WHAT TO DO: Please quote exactly the opening lines of the data, from the first line to the one where "use crate::components::contact_form::ContactForm;" appears.

RECORDS SUPPLIED:
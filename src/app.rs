//! Root application component with routing and context providers.

use leptos::prelude::*;
use leptos_meta::{Title, provide_meta_context};
use leptos_router::{
    StaticSegment,
    components::{ParentRoute, Redirect, Route, Router, Routes},
};

use crate::components::chatbot::Chatbot;
use crate::components::contact_form::ContactForm;
use crate::components::forecast_card::ForecastCard;
use crate::components::prediction_form::PredictionForm;
use crate::components::toaster::Toaster;
use crate::components::weather_card::WeatherCard;
use crate::net::config::ApiConfig;
use crate::pages::{dashboard::DashboardPage, login::LoginPage};
use crate::state::{auth::AuthState, toast::ToastState, ui::UiState};

/// Root application component.
///
/// Provides the shared contexts (auth session, UI chrome, toast queue, API
/// config) and sets up client-side routing. The dashboard route tree is
/// guarded by `DashboardPage` itself.
#[component]
pub fn App() -> impl IntoView {
    provide_meta_context();

    // Restore collaborator-held state before the first render.
    let dark_mode = crate::util::dark_mode::read_preference();
    crate::util::dark_mode::apply(dark_mode);

    let auth = RwSignal::new(AuthState {
        user: crate::util::session::read_session(),
        loading: false,
    });
    let ui = RwSignal::new(UiState {
        dark_mode,
        ..UiState::default()
    });
    let toasts = RwSignal::new(ToastState::default());

    provide_context(auth);
    provide_context(ui);
    provide_context(toasts);
    provide_context(ApiConfig::default());

    view! {
        <Title text="AgroPredictor"/>
        <Toaster/>

        <Router>
            <Routes fallback=|| "Page not found.".into_view()>
                <Route path=StaticSegment("") view=|| view! { <Redirect path="/login"/> }/>
                <Route path=StaticSegment("login") view=LoginPage/>
                <ParentRoute path=StaticSegment("dashboard") view=DashboardPage>
                    <Route path=StaticSegment("") view=PredictionForm/>
                    <Route path=StaticSegment("weather") view=WeatherCard/>
                    <Route path=StaticSegment("forecast") view=ForecastCard/>
                    <Route path=StaticSegment("chatbot") view=Chatbot/>
                    <Route path=StaticSegment("contact") view=ContactForm/>
                </ParentRoute>
            </Routes>
        </Router>
    }
}
//! Toast stack rendering the shared notification queue.

#[cfg(test)]
#[path = "toaster_test.rs"]
mod toaster_test;

use std::collections::HashSet;

use leptos::prelude::*;

use crate::state::toast::{ToastSeverity, ToastState};

/// How long a toast stays up before auto-dismissal.
#[cfg(feature = "csr")]
const TOAST_TTL_MS: u64 = 4000;

/// Reconcile the scheduled-timer set with the visible queue: entries for
/// dismissed toasts are dropped, and each live id not yet scheduled is
/// returned. Ids are never reused, so pruning cannot resurrect a timer.
#[cfg_attr(not(feature = "csr"), allow(dead_code))]
fn fresh_unscheduled(scheduled: &mut HashSet<u64>, live: &[u64]) -> Vec<u64> {
    scheduled.retain(|id| live.contains(id));
    live.iter()
        .copied()
        .filter(|id| scheduled.insert(*id))
        .collect()
}

/// Fixed-position toast stack. Each enqueued toast gets an expiry timer the
/// first time it is seen; the close control dismisses it early.
#[component]
pub fn Toaster() -> impl IntoView {
    let toasts = expect_context::<RwSignal<ToastState>>();

    #[cfg(feature = "csr")]
    {
        let scheduled = StoredValue::new(HashSet::<u64>::new());
        Effect::new(move || {
            let ids: Vec<u64> = toasts.get().toasts.iter().map(|t| t.id).collect();
            let fresh = scheduled
                .try_update_value(|s| fresh_unscheduled(s, &ids))
                .unwrap_or_default();
            for id in fresh {
                leptos::task::spawn_local(async move {
                    gloo_timers::future::sleep(std::time::Duration::from_millis(TOAST_TTL_MS))
                        .await;
                    toasts.update(|t| t.dismiss(id));
                });
            }
        });
    }

    view! {
        <div class="toaster">
            {move || {
                toasts
                    .get()
                    .toasts
                    .into_iter()
                    .map(|toast| {
                        let severity_class = match toast.severity {
                            ToastSeverity::Info => "toast",
                            ToastSeverity::Success => "toast toast--success",
                            ToastSeverity::Destructive => "toast toast--destructive",
                        };
                        let id = toast.id;
                        view! {
                            <div class=severity_class>
                                <div class="toast__body">
                                    <p class="toast__title">{toast.title}</p>
                                    <p class="toast__description">{toast.description}</p>
                                </div>
                                <button
                                    class="toast__close"
                                    on:click=move |_| toasts.update(|t| t.dismiss(id))
                                >
                                    "\u{2715}"
                                </button>
                            </div>
                        }
                    })
                    .collect::<Vec<_>>()
            }}
        </div>
    }
}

ANSWER SECTION:
filename src/app.rs
//! Root application component with routing and context providers.

use leptos::prelude::*;
use leptos_meta::{Title, provide_meta_context};
use leptos_router::{
    StaticSegment,
    components::{ParentRoute, Redirect, Route, Router, Routes},
};

use crate::components::chatbot::Chatbot;
use crate::components::contact_form::ContactForm;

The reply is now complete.